TOWER is a collaboration novel in a much different mould than the trilogy Ken Bruen wrote with Jason Starr, now available from Hard Case Crime. With the HCC novels, the style is constant and you’d be hard pressed to figure out which writer delivered which line. And that’s cool, because in my opinion, that works. BUT the approach Ken Bruen took with Reed Farrel Coleman, though different, also works. You could almost say it’s two novellas that retell the same story in two different POVs, but that doesn’t do any justice to the efforts of either writer here. This short, sharp heartbreaker was years in the making, and it shows.

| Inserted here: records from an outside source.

//! In-process player collection.
//!
//! Records are kept in insertion order and vanish when the process exits.
//! Every operation takes the single lock for its whole duration, so callers
//! never observe a half-applied change and two creates never share an id.

use parking_lot::Mutex;

use crate::models::{NewPlayer, Player};

#[derive(Debug)]
struct Inner {
    players: Vec<Player>,
    /// Next id to hand out. Only ever grows, so ids are never reused after a
    /// delete.
    next_id: i64,
}

#[derive(Debug)]
pub struct PlayerStore {
    inner: Mutex<Inner>,
}

impl Default for PlayerStore {
    fn default() -> Self {
        Self::new()
    }
}

impl PlayerStore {
    pub fn new() -> Self {
        Self {
            inner: Mutex::new(Inner {
                players: Vec::new(),
                next_id: 1,
            }),
        }
    }

    /// Snapshot of all players in insertion order.
    pub fn list(&self) -> Vec<Player> {
        self.inner.lock().players.clone()
    }

    pub fn insert(&self, new: NewPlayer) -> Player {
        let mut inner = self.inner.lock();

        let player = Player {
            id: inner.next_id,
            name: new.name,
            active: new.active,
        };
        inner.next_id += 1;
        inner.players.push(player.clone());

        player
    }

    /// Mark a player active. Returns the updated record, or `None` if no
    /// player has that id.
    pub fn activate(&self, id: i64) -> Option<Player> {
        let mut inner = self.inner.lock();
        let player = inner.players.iter_mut().find(|p| p.id == id)?;
        player.active = true;
        Some(player.clone())
    }

    /// Remove a player, keeping the others in order. Returns `false` if no
    /// player has that id.
    pub fn remove(&self, id: i64) -> bool {
        let mut inner = self.inner.lock();
        match inner.players.iter().position(|p| p.id == id) {
            Some(index) => {
                inner.players.remove(index);
                true
            }
            None => false,
        }
    }
}
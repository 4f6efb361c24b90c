//! Environment configuration.
//!
//! Both services read their settings from process environment variables,
//! optionally seeded from a `.env` file in the working directory. Values
//! already present in the environment take precedence over the file.

use std::net::{Ipv4Addr, SocketAddr};
use std::path::{Path, PathBuf};

use thiserror::Error;

pub const DEFAULT_HOST: Ipv4Addr = Ipv4Addr::UNSPECIFIED;
pub const DEFAULT_PORT: u16 = 4000;

#[derive(Debug, Error, PartialEq, Eq)]
pub enum ConfigError {
    #[error("{0} is not set in the environment")]
    Missing(&'static str),

    #[error("{var} is not in the correct format: {value:?}")]
    Invalid { var: &'static str, value: String },
}

/// Outcome of reading an environment file, kept so it can be logged once
/// the subscriber exists.
pub type DotenvResult = Result<PathBuf, dotenvy::Error>;

/// Load `.env` from the working directory (or a parent) if there is one.
pub fn load_dotenv() -> DotenvResult {
    dotenvy::dotenv()
}

pub fn load_dotenv_from(path: &Path) -> DotenvResult {
    dotenvy::from_path(path).map(|()| path.to_path_buf())
}

/// A missing file is not an error.
pub fn log_dotenv(result: &DotenvResult) {
    match result {
        Ok(path) => tracing::debug!(path = %path.display(), "loaded environment file"),
        Err(err) if err.not_found() => tracing::debug!("no .env file found"),
        Err(err) => tracing::warn!(error = %err, "failed to read .env file"),
    }
}

fn env_lookup(key: &str) -> Option<String> {
    std::env::var(key).ok()
}

/// Where the HTTP listener binds.
#[derive(Debug, Clone, Copy, PartialEq, Eq)]
pub struct ServerConfig {
    pub host: Ipv4Addr,
    pub port: u16,
}

impl ServerConfig {
    pub fn from_env() -> Result<Self, ConfigError> {
        Self::from_lookup(env_lookup)
    }

    /// `HOST` and `PORT` are optional; empty values count as unset.
    pub fn from_lookup(lookup: impl Fn(&str) -> Option<String>) -> Result<Self, ConfigError> {
        let host = match non_empty(lookup("HOST")) {
            Some(value) => value
                .parse()
                .map_err(|_| ConfigError::Invalid { var: "HOST", value })?,
            None => DEFAULT_HOST,
        };

        let port = match non_empty(lookup("PORT")) {
            Some(value) => value
                .parse()
                .map_err(|_| ConfigError::Invalid { var: "PORT", value })?,
            None => DEFAULT_PORT,
        };

        Ok(Self { host, port })
    }

    pub fn addr(&self) -> SocketAddr {
        SocketAddr::from((self.host, self.port))
    }
}

/// Connection settings for the persistent service.
#[derive(Debug, Clone, PartialEq, Eq)]
pub struct DatabaseConfig {
    pub dsn: String,
}

impl DatabaseConfig {
    pub fn from_env() -> Result<Self, ConfigError> {
        Self::from_lookup(env_lookup)
    }

    pub fn from_lookup(lookup: impl Fn(&str) -> Option<String>) -> Result<Self, ConfigError> {
        let dsn = non_empty(lookup("DB_DSN")).ok_or(ConfigError::Missing("DB_DSN"))?;
        Ok(Self { dsn })
    }
}

fn non_empty(value: Option<String>) -> Option<String> {
    value.filter(|v| !v.trim().is_empty())
}

#[cfg(test)]
mod tests {
    use super::*;
    use std::collections::HashMap;

    fn vars(pairs: &[(&str, &str)]) -> impl Fn(&str) -> Option<String> {
        let map: HashMap<String, String> = pairs
            .iter()
            .map(|(k, v)| (k.to_string(), v.to_string()))
            .collect();
        move |key| map.get(key).cloned()
    }

    #[test]
    fn server_defaults_to_port_4000() {
        let config = ServerConfig::from_lookup(vars(&[])).unwrap();
        assert_eq!(config.port, 4000);
        assert_eq!(config.host, Ipv4Addr::UNSPECIFIED);
        assert_eq!(config.addr().to_string(), "0.0.0.0:4000");
    }

    #[test]
    fn server_reads_host_and_port() {
        let config =
            ServerConfig::from_lookup(vars(&[("HOST", "127.0.0.1"), ("PORT", "8080")])).unwrap();
        assert_eq!(config.addr().to_string(), "127.0.0.1:8080");
    }

    #[test]
    fn empty_port_falls_back_to_default() {
        let config = ServerConfig::from_lookup(vars(&[("PORT", "")])).unwrap();
        assert_eq!(config.port, DEFAULT_PORT);
    }

    #[test]
    fn bad_port_is_rejected() {
        let err = ServerConfig::from_lookup(vars(&[("PORT", "abc")])).unwrap_err();
        assert_eq!(
            err,
            ConfigError::Invalid {
                var: "PORT",
                value: "abc".to_string()
            }
        );
    }

    #[test]
    fn env_file_values_reach_the_environment() {
        let dir = std::env::temp_dir().join(format!("players-common-{}", std::process::id()));
        std::fs::create_dir_all(&dir).unwrap();
        let path = dir.join("config.env");
        std::fs::write(&path, "PLAYERS_COMMON_CONFIG_TEST_PORT=4321\n").unwrap();

        let loaded = load_dotenv_from(&path).unwrap();
        assert_eq!(loaded, path);
        assert_eq!(
            std::env::var("PLAYERS_COMMON_CONFIG_TEST_PORT").as_deref(),
            Ok("4321")
        );
    }

    #[test]
    fn missing_env_file_is_not_found() {
        let err = load_dotenv_from(Path::new("/nonexistent/players/.env")).unwrap_err();
        assert!(err.not_found());
    }

    #[test]
    fn dsn_is_required() {
        assert_eq!(
            DatabaseConfig::from_lookup(vars(&[])).unwrap_err(),
            ConfigError::Missing("DB_DSN")
        );
        assert_eq!(
            DatabaseConfig::from_lookup(vars(&[("DB_DSN", "  ")])).unwrap_err(),
            ConfigError::Missing("DB_DSN")
        );

        let config = DatabaseConfig::from_lookup(vars(&[("DB_DSN", "sqlite::memory:")])).unwrap();
        assert_eq!(config.dsn, "sqlite::memory:");
    }
}
use axum::{
    http::StatusCode,
    response::{IntoResponse, Response},
    Json,
};
use serde::Serialize;
use thiserror::Error;

/// Failure of a single request. Every variant carries a static message that is
/// sent to the client as-is.
#[derive(Debug, Error)]
pub enum ApiError {
    /// Malformed or incomplete client input.
    #[error("{0}")]
    Validation(&'static str),

    #[error("{0}")]
    NotFound(&'static str),

    /// Query, write or decode failure. `details` is only filled in by the
    /// callers that echo the underlying cause back to the client.
    #[error("{message}")]
    Storage {
        message: &'static str,
        details: Option<String>,
    },
}

#[derive(Serialize)]
struct ErrorResponse {
    error: &'static str,
    #[serde(skip_serializing_if = "Option::is_none")]
    details: Option<String>,
}

impl ApiError {
    pub fn storage(message: &'static str) -> Self {
        ApiError::Storage { message, details: None }
    }

    pub fn storage_with_details(message: &'static str, details: impl ToString) -> Self {
        ApiError::Storage {
            message,
            details: Some(details.to_string()),
        }
    }

    pub fn status(&self) -> StatusCode {
        match self {
            ApiError::Validation(_) => StatusCode::BAD_REQUEST,
            ApiError::NotFound(_) => StatusCode::NOT_FOUND,
            ApiError::Storage { .. } => StatusCode::INTERNAL_SERVER_ERROR,
        }
    }
}

impl IntoResponse for ApiError {
    fn into_response(self) -> Response {
        let status = self.status();
        let body = match self {
            ApiError::Validation(message) | ApiError::NotFound(message) => ErrorResponse {
                error: message,
                details: None,
            },
            ApiError::Storage { message, details } => ErrorResponse {
                error: message,
                details,
            },
        };

        (status, Json(body)).into_response()
    }
}

/// Body for the plain `{"message": ...}` success responses.
#[derive(Debug, Serialize)]
pub struct MessageResponse {
    pub message: &'static str,
}

impl MessageResponse {
    pub fn new(message: &'static str) -> Json<Self> {
        Json(Self { message })
    }
}
use serde::{Deserialize, Serialize};

#[derive(Debug, Clone, PartialEq, Eq, Serialize, Deserialize)]
pub struct Player {
    pub id: i64,
    pub name: String,
    pub active: bool,
}

/// Body of `POST /api/players`. Any `id` in the body is ignored; the store
/// assigns one.
#[derive(Debug, Clone, Default, Deserialize)]
#[serde(default)]
pub struct NewPlayer {
    pub name: String,
    pub active: bool,
}

impl NewPlayer {
    pub fn validate(&self) -> Result<(), &'static str> {
        if self.name.is_empty() {
            Err("Name is required")
        } else {
            Ok(())
        }
    }
}
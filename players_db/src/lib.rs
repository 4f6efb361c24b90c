//! Player CRUD service backed by a SQLite `players` table.

use axum::{
    routing::{get, patch},
    Router,
};
use sqlx::sqlite::SqlitePool;

pub mod db;
pub mod models;
pub mod routes;

/// All routes of the service, with the pool as shared state.
pub fn app(pool: SqlitePool) -> Router {
    Router::new()
        // Root and health
        .route("/", get(|| async { "Players API - v1.0" }))
        .route("/health", get(players_common::health::health_check))

        // Player endpoints
        .route(
            "/api/players",
            get(routes::players::get_players).post(routes::players::create_player),
        )
        .route(
            "/api/players/{id}",
            patch(routes::players::update_player).delete(routes::players::delete_player),
        )
        .with_state(pool)
}
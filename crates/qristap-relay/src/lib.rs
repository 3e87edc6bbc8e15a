pub mod error;
pub mod qr;
pub mod server;

pub use error::{Error, Result};
pub use server::RelayServer;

TOWER tells the tale of Nick and Todd, two childhood buddies from the tough streets of Brooklyn whose forays into crime drive a wedge between them. In their adulthood, they each take a different path that crosses over until they eventually meet one last time for an explosive conclusion to their journeys. And along the way, that word that raises the bile and strikes fear into the New York criminal underbelly – rat – throws everything they’ve ever known or thought about each other into disarray.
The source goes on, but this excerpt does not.